● **INSTRUCTIONS TO FOLLOW**
In the entries that follow, find the line containing "fn build_processor(config: &Config, paths: &RunnerPaths)"; from there, copy every line exactly through the line containing "is fatal to".

===== RECORD SET

// SPDX-License-Identifier: MIT

//! Runner / Supervisor Loop: the top-level lifecycle the `dnd-visualizerd`
//! binary drives — single-instance lock, directory setup, tracking store
//! initialization, LLM host startup, and the Reconciler/Watcher/Healthcheck
//! trio, down to graceful shutdown.
//!
//! Grounded in `scene_visualizer_runner.py::run`/`_startup_checks` for the
//! sequencing and `dnd_visualizer_runner.py`'s lock-file/process-group
//! handling for the parts spec.md §4.10 folds in from the sibling script.

use std::sync::atomic::{AtomicBool, Ordering};
use std::sync::Arc;
use std::time::Duration;

use tokio::sync::mpsc;
use tokio_util::sync::CancellationToken;
use tracing::{error, info, warn};

use dnd_adapters::supervisor::{wait_for_image_server_reachable, wait_for_llm_healthy};
use dnd_adapters::{ImageClient, LlmClient, LlmClientError, ServiceHandle, ServiceSpec, SupervisorError};
use dnd_adapters::{TranscriptWatcher, WatcherError};
use dnd_core::config::FallbackMode;
use dnd_core::{Config, ConfigError};
use dnd_engine::{ProcessorServices, ReconcileError, Reconciler, SceneProcessor};
use dnd_storage::{TrackingError, TrackingStore};

use crate::env;
use crate::healthcheck::{self, HealthcheckHandles};
use crate::lock::{LockError, SingleInstanceLock};
use crate::paths::RunnerPaths;
use crate::task::SupervisedTask;

const WATCHER_CHANNEL_CAPACITY: usize = 64;
const SHUTDOWN_JOIN_TIMEOUT: Duration = Duration::from_secs(10);

#[derive(Debug, thiserror::Error)]
pub enum RunnerError {
    #[error(transparent)]
    Config(#[from] ConfigError),
    #[error(transparent)]
    Lock(#[from] LockError),
    #[error("directory setup failed under {path}: {source}")]
    Filesystem {
        path: String,
        #[source]
        source: std::io::Error,
    },
    #[error(transparent)]
    Tracking(#[from] TrackingError),
    #[error(transparent)]
    Reconcile(#[from] ReconcileError),
    #[error(transparent)]
    Watcher(#[from] WatcherError),
    #[error(transparent)]
    Supervisor(#[from] SupervisorError),
    #[error("failed to build llm client: {0}")]
    LlmClient(LlmClientError),
    #[error("llm host did not become healthy within the startup window")]
    ServiceNotReady,
}

/// Run the daemon to completion: startup, steady state, graceful shutdown
/// on `cancel`. Returns once shutdown has finished.
pub async fn run(root: std::path::PathBuf, cancel: CancellationToken) -> Result<(), RunnerError> {
    let config_path = env::config_path(&root);
    let config = Config::load_or_init(&config_path)?;
    let paths = RunnerPaths::new(root, &config);

    info!(root = %paths.root.display(), "acquiring single-instance lock");
    let _lock = SingleInstanceLock::acquire(&paths.lock_path)?;

    paths.ensure_writable().map_err(|source| RunnerError::Filesystem {
        path: paths.watched_dir.display().to_string(),
        source,
    })?;
    info!(
        watched_dir = %paths.watched_dir.display(),
        output_dir = %paths.output_dir.display(),
        "directories ready and writable"
    );

    let store = TrackingStore::load(&paths.tracking_path)?;
    let processor = build_processor(&config, &paths).map_err(RunnerError::LlmClient)?;
    let reconciler = Arc::new(Reconciler::new(
        paths.watched_dir.clone(),
        paths.output_dir.clone(),
        store,
        Arc::new(processor),
    ));

    let dispatched = reconciler.reconcile_once().await?;
    info!(dispatched, "initial synchronous reconciliation complete");

    let llm_service = start_llm_host(&config).await?;
    probe_image_server(&config).await;

    let (watcher_tx, watcher_rx) = mpsc::channel(WATCHER_CHANNEL_CAPACITY);
    let watcher = TranscriptWatcher::start(&paths.watched_dir, watcher_tx)?;
    let watcher_alive = Arc::new(AtomicBool::new(true));

    let reconciler_task = SupervisedTask::spawn({
        let reconciler = Arc::clone(&reconciler);
        let cancel = cancel.clone();
        async move { reconciler.run(watcher_rx, cancel).await }
    });

    let healthcheck_task = SupervisedTask::spawn({
        let reconciler = Arc::clone(&reconciler);
        let handles = HealthcheckHandles {
            reconciler_alive: reconciler_task.alive_flag(),
            watcher_alive: Arc::clone(&watcher_alive),
        };
        let interval = config.healthcheck_interval();
        let cancel = cancel.clone();
        async move { healthcheck::run(reconciler, handles, interval, cancel).await }
    });

    if let Some(scene_id) = reconciler.bootstrap_latest_incomplete().await {
        info!(scene_id = %scene_id, "bootstrap pass dispatched the latest incomplete transcript");
    }

    info!("scene visualizer running, waiting for new transcripts");
    cancel.cancelled().await;

    info!("shutdown requested, stopping components");
    watcher_alive.store(false, Ordering::SeqCst);
    drop(watcher);

    reconciler_task.join(SHUTDOWN_JOIN_TIMEOUT).await;
    healthcheck_task.join(SHUTDOWN_JOIN_TIMEOUT).await;

    if let Some(service) = llm_service {
        if let Err(err) = service.shutdown().await {
            error!(error = %err, "failed to cleanly shut down llm host");
        }
    }

    info!("scene visualizer stopped");
    Ok(())
}

fn build_processor(config: &Config, paths: &RunnerPaths) -> Result<SceneProcessor, LlmClientError> {
    let llm = LlmClient::new(
        &config.llm.base_url,
        &config.llm.model,
        config.llm.deadline(),
        config.llm.chat_retry_count,
        config.llm.chat_retry_backoff(),
        config.llm.temperature,
        config.llm.top_p,
        config.llm.num_predict,
        config.llm.num_ctx,
    )?;
    let image = ImageClient::new(
        &config.image_server.host,
        config.image_server.port,
        config.image_server.connect_timeout(),
        config.image_server.request_timeout(),
    );

    Ok(SceneProcessor::new(
        paths.watched_dir.clone(),
        paths.output_dir.clone(),
        ProcessorServices {
            llm,
            image,
            fallback_mode: config.fallback_mode,
            max_retries: config.image_server.max_retries,
            retry_delay: config.image_server.retry_delay(),
        },
    ))
}

/// Spawn the LLM host and wait for it to become healthy, if a launch
/// command is configured. Unhealthy after the startup window is fatal to
/// the runner (`RunnerError::ServiceNotReady`). With no launch command
/// configured the host is assumed externally managed; its health is
/// still probed but a failure only warns, since local development and
/// the test suite routinely run without one (see DESIGN.md).
async fn start_llm_host(config: &Config) -> Result<Option<ServiceHandle>, RunnerError> {
    let http = reqwest::Client::new();

    let Some(launch_command) = &config.llm.launch_command else {
        let healthy = wait_for_llm_healthy(
            &http,
            &config.llm.base_url,
            &config.llm.model,
            Duration::from_millis(500),
            Duration::from_millis(100),
        )
        .await;
        if !healthy {
            warn!("llm host not reachable at startup; no launch_command configured, continuing unmanaged");
        }
        return Ok(None);
    };

    let spec = ServiceSpec {
        name: "llm_host".to_string(),
        program: "bash".to_string(),
        args: vec![launch_command.clone()],
        shutdown_grace: config.shutdown_grace(),
    };
    let handle = ServiceHandle::spawn(spec)?;

    let healthy = wait_for_llm_healthy(
        &http,
        &config.llm.base_url,
        &config.llm.model,
        config.startup_window(),
        config.llm.startup_poll_interval(),
    )
    .await;

    if !healthy {
        if let Err(err) = handle.shutdown().await {
            error!(error = %err, "failed to tear down llm host after failed startup");
        }
        return Err(RunnerError::ServiceNotReady);
    }

    info!("llm host healthy");
    Ok(Some(handle))
}

/// Reachability is advisory at startup: an unreachable image server never
/// fails the runner since the Scene Processor's fallback mode handles it
/// per scene. This only shortens the "first scene will probably fail"
/// surprise by logging it up front.
async fn probe_image_server(config: &Config) {
    if matches!(config.fallback_mode, FallbackMode::Skip) {
        let reachable = wait_for_image_server_reachable(
            &config.image_server.host,
            config.image_server.port,
            1,
            Duration::from_millis(1),
        )
        .await;
        if !reachable {
            warn!(
                host = %config.image_server.host,
                port = config.image_server.port,
                "image server not reachable at startup; scenes will retry per the configured fallback mode"
            );
        }
    }
}

#[cfg(test)]
#[path = "runner_tests.rs"]
mod tests;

==========

● **ANSWER BELOW**
fn build_processor(config: &Config, paths: &RunnerPaths) -> Result<SceneProcessor, LlmClientError> {
    let llm = LlmClient::new(
        &config.llm.base_url,
        &config.llm.model,
        config.llm.deadline(),
        config.llm.chat_retry_count,
        config.llm.chat_retry_backoff(),
        config.llm.temperature,
        config.llm.top_p,
        config.llm.num_predict,
        config.llm.num_ctx,
    )?;
    let image = ImageClient::new(
        &config.image_server.host,
        config.image_server.port,
        config.image_server.connect_timeout(),
        config.image_server.request_timeout(),
    );

    Ok(SceneProcessor::new(
        paths.watched_dir.clone(),
        paths.output_dir.clone(),
        ProcessorServices {
            llm,
            image,
            fallback_mode: config.fallback_mode,
            max_retries: config.image_server.max_retries,
            retry_delay: config.image_server.retry_delay(),
        },
    ))
}

/// Spawn the LLM host and wait for it to become healthy, if a launch
/// command is configured. Unhealthy after the startup window is fatal to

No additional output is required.